今日の言葉Giroは、本文でご紹介した手形とか為替といった金融用語としてよりも、回転という意味で使われることが多く、南米の音声カーナビを使う時には憶えているべき単語です。「右に曲がります」というのは”Gire a la derecha”(ヒーレアラデレチャ)と、指示されますので覚えておきましょう。

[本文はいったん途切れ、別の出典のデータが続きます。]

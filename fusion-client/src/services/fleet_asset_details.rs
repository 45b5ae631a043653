use std::sync::Arc;

use fusion_core::{company_cache_key, EntityId, FleetAssetDetails, FusionResult};
use fusion_storage::{CachedFetch, EntityQuery};

use crate::transport::get_json;
use crate::Transport;

/// Fleet manager view of assets.
#[derive(Clone)]
pub struct FleetAssetDetailsService {
    transport: Arc<dyn Transport>,
    cache: CachedFetch<FleetAssetDetails>,
}

impl FleetAssetDetailsService {
    pub fn new(transport: Arc<dyn Transport>, cache: CachedFetch<FleetAssetDetails>) -> Self {
        Self { transport, cache }
    }

    pub fn query(&self) -> EntityQuery<FleetAssetDetails> {
        self.cache.query()
    }

    pub fn cache(&self) -> &CachedFetch<FleetAssetDetails> {
        &self.cache
    }

    pub async fn get_asset_details_of_company(
        &self,
        company_id: EntityId,
    ) -> FusionResult<Vec<FleetAssetDetails>> {
        let path = format!("companies/{company_id}/fleetassetdetails");
        let transport = Arc::clone(&self.transport);
        let read = self
            .cache
            .cached_by_parent_id(company_cache_key(company_id), move || {
                get_json::<Vec<FleetAssetDetails>>(transport, path)
            })
            .await?;
        Ok(read.into_value())
    }

    /// Always fetches; the result refreshes the stored copy.
    pub async fn get_fleet_asset_details(
        &self,
        company_id: EntityId,
        asset_details_id: EntityId,
    ) -> FusionResult<FleetAssetDetails> {
        let path = format!("companies/{company_id}/fleetassetdetails/{asset_details_id}");
        let details: FleetAssetDetails = get_json(Arc::clone(&self.transport), path).await?;
        self.cache.upsert_cached(details.clone())?;
        Ok(details)
    }

    /// Assets that may be attached as subsystems to an asset of the given
    /// series. Not stored.
    pub async fn get_subsystem_candidates(
        &self,
        company_id: EntityId,
        asset_series_id: EntityId,
    ) -> FusionResult<Vec<FleetAssetDetails>> {
        let path =
            format!("companies/{company_id}/assetseries/{asset_series_id}/subsystemcandidates");
        get_json(Arc::clone(&self.transport), path).await
    }

    pub fn set_active(&self, asset_id: EntityId) {
        self.cache.store().set_active(asset_id);
    }
}
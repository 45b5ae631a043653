//! Error types for Fusion operations

use crate::EntityType;
use thiserror::Error;

/// Errors raised while fetching from the REST backend.
///
/// Every variant is `Clone`: one failed request is handed to every caller
/// that joined it.
#[derive(Debug, Clone, Error, PartialEq, Eq)]
pub enum FetchError {
    #[error("Transport error on {path}: {reason}")]
    Transport { path: String, reason: String },

    #[error("Request to {path} failed with status {status}: {message}")]
    Status {
        path: String,
        status: u16,
        message: String,
    },

    #[error("Invalid response from {path}: {reason}")]
    Decode { path: String, reason: String },

    #[error("Request to {path} timed out")]
    Timeout { path: String },
}

impl FetchError {
    /// Path of the request that failed.
    pub fn path(&self) -> &str {
        match self {
            FetchError::Transport { path, .. }
            | FetchError::Status { path, .. }
            | FetchError::Decode { path, .. }
            | FetchError::Timeout { path } => path,
        }
    }
}

/// Store layer errors.
#[derive(Debug, Clone, Error, PartialEq, Eq)]
pub enum StorageError {
    #[error("Entity not found: {entity_type} with id {id}")]
    NotFound { entity_type: EntityType, id: String },

    #[error("Storage lock poisoned")]
    LockPoisoned,

    #[error("Request for {key} aborted: {reason}")]
    RequestAborted { key: String, reason: String },
}

/// Configuration errors.
#[derive(Debug, Clone, Error, PartialEq, Eq)]
pub enum ConfigError {
    #[error("Missing configuration file path (use --config or {env_var})")]
    MissingConfigPath { env_var: String },

    #[error("Failed to read config file {path}: {reason}")]
    Read { path: String, reason: String },

    #[error("Failed to parse config: {reason}")]
    Parse { reason: String },

    #[error("Invalid value for {field}: {value} - {reason}")]
    InvalidValue {
        field: String,
        value: String,
        reason: String,
    },
}

/// Master error type for all Fusion errors.
#[derive(Debug, Clone, Error, PartialEq, Eq)]
pub enum FusionError {
    #[error("Fetch error: {0}")]
    Fetch(#[from] FetchError),

    #[error("Storage error: {0}")]
    Storage(#[from] StorageError),

    #[error("Config error: {0}")]
    Config(#[from] ConfigError),

    #[error("Telemetry error: {reason}")]
    Telemetry { reason: String },
}

/// Result type alias for Fusion operations.
pub type FusionResult<T> = Result<T, FusionError>;

// =============================================================================
// TESTS
// =============================================================================
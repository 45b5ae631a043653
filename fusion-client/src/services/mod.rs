//! REST services backed by cached entity stores.
//!
//! Each service builds request paths, routes reads through its
//! [`CachedFetch`](fusion_storage::CachedFetch) and echoes writes back into
//! the store.

mod company;
mod factory_asset_details;
mod factory_site;
mod fleet_asset_details;

pub use company::CompanyService;
pub use factory_asset_details::FactoryAssetDetailsService;
pub use factory_site::FactorySiteService;
pub use fleet_asset_details::FleetAssetDetailsService;
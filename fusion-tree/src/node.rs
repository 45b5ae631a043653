//! Arena nodes.

use std::fmt;

/// Index of a node inside one [`AssetTree`](crate::AssetTree).
///
/// Only meaningful for the tree that produced it; a rebuild issues new ids.
#[derive(Debug, Clone, Copy, PartialEq, Eq, Hash, PartialOrd, Ord)]
pub struct NodeId(pub(crate) usize);

impl NodeId {
    pub fn index(self) -> usize {
        self.0
    }
}

impl fmt::Display for NodeId {
    fn fmt(&self, f: &mut fmt::Formatter<'_>) -> fmt::Result {
        write!(f, "node#{}", self.0)
    }
}

/// One record placed in the tree.
#[derive(Debug, Clone)]
pub struct TreeNode<R> {
    pub(crate) record: R,
    pub(crate) parent: Option<NodeId>,
    pub(crate) children: Vec<NodeId>,
    pub(crate) depth: usize,
    pub(crate) expanded: bool,
}

impl<R> TreeNode<R> {
    pub fn record(&self) -> &R {
        &self.record
    }

    pub fn parent(&self) -> Option<NodeId> {
        self.parent
    }

    pub fn children(&self) -> &[NodeId] {
        &self.children
    }

    pub fn has_children(&self) -> bool {
        !self.children.is_empty()
    }

    /// Zero for roots.
    pub fn depth(&self) -> usize {
        self.depth
    }

    pub fn is_expanded(&self) -> bool {
        self.expanded
    }

    pub fn is_root(&self) -> bool {
        self.parent.is_none()
    }
}
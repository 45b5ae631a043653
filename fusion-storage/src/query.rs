//! Read-only projections over an [`EntityStore`].

use std::fmt;
use std::sync::Arc;

use tokio::sync::watch;

use crate::entity::Entity;
use crate::store::{EntityStore, StoreSnapshot};

type Predicate<E> = Arc<dyn Fn(&E) -> bool + Send + Sync>;
type Projection<E, T> = Box<dyn Fn(&StoreSnapshot<E>) -> T + Send + Sync>;

/// Options for [`EntityQuery::select_all`] and [`EntityQuery::get_all`].
pub struct SelectOptions<E> {
    filter_by: Option<Predicate<E>>,
}

impl<E> Default for SelectOptions<E> {
    fn default() -> Self {
        Self { filter_by: None }
    }
}

impl<E> Clone for SelectOptions<E> {
    fn clone(&self) -> Self {
        Self {
            filter_by: self.filter_by.clone(),
        }
    }
}

impl<E> fmt::Debug for SelectOptions<E> {
    fn fmt(&self, f: &mut fmt::Formatter<'_>) -> fmt::Result {
        f.debug_struct("SelectOptions")
            .field("filter_by", &self.filter_by.is_some())
            .finish()
    }
}

impl<E> SelectOptions<E> {
    pub fn new() -> Self {
        Self::default()
    }

    /// Keep only entities matching `predicate`. Evaluated on every emission.
    pub fn filter_by<F>(mut self, predicate: F) -> Self
    where
        F: Fn(&E) -> bool + Send + Sync + 'static,
    {
        self.filter_by = Some(Arc::new(predicate));
        self
    }

    fn matches(&self, entity: &E) -> bool {
        self.filter_by
            .as_ref()
            .map_or(true, |predicate| predicate(entity))
    }
}

/// Continuously-updating projection of a store.
///
/// The first call to [`next`](Self::next) yields the current value; every
/// later call waits for the next store mutation. Dropping the stream
/// unsubscribes it.
pub struct QueryStream<E: Entity, T> {
    rx: watch::Receiver<Arc<StoreSnapshot<E>>>,
    project: Projection<E, T>,
    primed: bool,
}

impl<E: Entity, T> QueryStream<E, T> {
    fn new<F>(rx: watch::Receiver<Arc<StoreSnapshot<E>>>, project: F) -> Self
    where
        F: Fn(&StoreSnapshot<E>) -> T + Send + Sync + 'static,
    {
        Self {
            rx,
            project: Box::new(project),
            primed: false,
        }
    }

    /// Next emission, or `None` once the store has been dropped.
    pub async fn next(&mut self) -> Option<T> {
        if self.primed {
            self.rx.changed().await.ok()?;
        }
        self.primed = true;
        let snapshot = Arc::clone(&self.rx.borrow_and_update());
        Some((self.project)(&snapshot))
    }

    /// Projection of the current state without consuming a notification.
    pub fn latest(&self) -> T {
        let snapshot = Arc::clone(&self.rx.borrow());
        (self.project)(&snapshot)
    }

    /// Whether a mutation happened since the last emission.
    pub fn has_pending(&self) -> bool {
        !self.primed || self.rx.has_changed().unwrap_or(false)
    }
}

impl<E: Entity, T> fmt::Debug for QueryStream<E, T> {
    fn fmt(&self, f: &mut fmt::Formatter<'_>) -> fmt::Result {
        f.debug_struct("QueryStream")
            .field("entity_type", &E::entity_type())
            .field("primed", &self.primed)
            .finish()
    }
}

/// Query facade for one store.
pub struct EntityQuery<E: Entity> {
    store: EntityStore<E>,
}

impl<E: Entity> Clone for EntityQuery<E> {
    fn clone(&self) -> Self {
        Self {
            store: self.store.clone(),
        }
    }
}

impl<E: Entity> EntityQuery<E> {
    pub fn new(store: EntityStore<E>) -> Self {
        Self { store }
    }

    /// All entities (optionally filtered), re-emitted on every mutation.
    pub fn select_all(&self, options: SelectOptions<E>) -> QueryStream<E, Vec<E>> {
        QueryStream::new(self.store.subscribe(), move |snapshot| {
            collect_matching(snapshot, &options)
        })
    }

    pub fn select_entity(&self, id: E::Id) -> QueryStream<E, Option<E>> {
        QueryStream::new(self.store.subscribe(), move |snapshot| {
            snapshot.get(&id).cloned()
        })
    }

    pub fn select_active(&self) -> QueryStream<E, Option<E>> {
        QueryStream::new(self.store.subscribe(), |snapshot| snapshot.active().cloned())
    }

    pub fn select_active_id(&self) -> QueryStream<E, Option<E::Id>> {
        QueryStream::new(self.store.subscribe(), |snapshot| {
            snapshot.active_id().cloned()
        })
    }

    pub fn select_count(&self) -> QueryStream<E, usize> {
        QueryStream::new(self.store.subscribe(), |snapshot| snapshot.len())
    }

    pub fn get_all(&self, options: &SelectOptions<E>) -> Vec<E> {
        collect_matching(&self.store.snapshot(), options)
    }

    pub fn get_entity(&self, id: &E::Id) -> Option<E> {
        self.store.get_entity(id)
    }

    pub fn get_active(&self) -> Option<E> {
        self.store.get_active()
    }

    pub fn get_active_id(&self) -> Option<E::Id> {
        self.store.snapshot().active_id().cloned()
    }

    pub fn has_entity(&self, id: &E::Id) -> bool {
        self.store.has_entity(id)
    }

    pub fn count(&self) -> usize {
        self.store.count()
    }
}

fn collect_matching<E: Entity>(snapshot: &StoreSnapshot<E>, options: &SelectOptions<E>) -> Vec<E> {
    snapshot
        .iter()
        .filter(|entity| options.matches(entity))
        .cloned()
        .collect()
}
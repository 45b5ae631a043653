//! Records the tree builder can arrange.

use fusion_core::{
    Asset, EntityId, FactoryAssetDetails, FactoryAssetDetailsWithFields, FleetAssetDetails,
    OispAlertPriority,
};

/// A record that names its children by id.
pub trait TreeRecord {
    fn record_id(&self) -> EntityId;

    /// Child ids in display order. Ids missing from the collection are ignored.
    fn subsystem_ids(&self) -> &[EntityId];
}

/// A tree record carrying an open alert.
pub trait AlertRecord: TreeRecord {
    fn open_alert_priority(&self) -> Option<OispAlertPriority>;
}

impl TreeRecord for Asset {
    fn record_id(&self) -> EntityId {
        self.id
    }

    fn subsystem_ids(&self) -> &[EntityId] {
        &self.subsystem_ids
    }
}

impl TreeRecord for FactoryAssetDetails {
    fn record_id(&self) -> EntityId {
        self.asset.id
    }

    fn subsystem_ids(&self) -> &[EntityId] {
        &self.asset.subsystem_ids
    }
}

impl TreeRecord for FactoryAssetDetailsWithFields {
    fn record_id(&self) -> EntityId {
        self.details.record_id()
    }

    fn subsystem_ids(&self) -> &[EntityId] {
        self.details.subsystem_ids()
    }
}

impl TreeRecord for FleetAssetDetails {
    fn record_id(&self) -> EntityId {
        self.asset.id
    }

    fn subsystem_ids(&self) -> &[EntityId] {
        &self.asset.subsystem_ids
    }
}

impl AlertRecord for FactoryAssetDetails {
    fn open_alert_priority(&self) -> Option<OispAlertPriority> {
        self.open_alert_priority
    }
}

impl AlertRecord for FactoryAssetDetailsWithFields {
    fn open_alert_priority(&self) -> Option<OispAlertPriority> {
        self.details.open_alert_priority
    }
}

パラグアイ政府は、右でも左でもなく、中道をシッカリ直進しています。西のアルゼンチン国境に面したアスンシオンと、東のブラジル・アルゼンチン三国国境のエステを結ぶ国道2号線の整備も劇的に進んで、時間的距離も短くなっています。IMFの調査団も東西二大都市の距離感が大幅に縮まったことに驚いたことと思います。

「4月17日発」

今週は世界中のカトリックの国々では聖週間Semana Santaの為に水曜日の午後から祝日となっています。当然学校は休み、銀行を含む多くの職場も木曜日からは休業に入り、特に15日は聖金曜日Viernes Santo、キリストが磔刑に処せられた日として、厳格なカトリック教徒は肉食を慎み、或いは断食をしてキリストの受難を想う日であるので、街中が閑散として、コロナのロックダウンが再現されたように感じられました。世界中でロックダウンが始まった2年前の3月から4月にかけては、丁度4月上旬のセマナサンタの時期であったことからも、当初は違和感なく毎日が聖週間、という雰囲気でありましたが、セマナサンタが明けても活動が再開されず、日々の不安が増していたことを思い出しました。日本では第七波の到来などとも言われており、これ以上セマナサンタ状態が続かないことを真剣に祈る今年の聖週間です。パラグアイではセマナサンタ明けの来週月曜からマスクの着用義務が解除されます。

一方、ロシアによるウクライナ侵略の動きが鈍ったものの、まだ全く油断できない緊張状態が続いている中、毎日新聞に「私たちはゆでガエル? 世界で民主主義の危機」という記事が掲載されました。

https://mainichi.jp/articles/20220413/k00/00m/030/302000c?cx_fm=mailasa&cx_ml=article&cx_mdate=20220416

記事では、国の民主主義レベル毎に色分けされた世界地図が引用され、民主的な青系色の国と非民主的な赤色系の国とに塗り分けて世界の状況を”判り易く”示しています。

筆者注:赤丸で囲んだのがパラグアイ。

この「茹でガエル」というタイトルに似た内容を最近読んだ気がしたので調べてみると、一か月前のパラグアイ紙Ultima Horaに同じ表現の記事が掲載されていました。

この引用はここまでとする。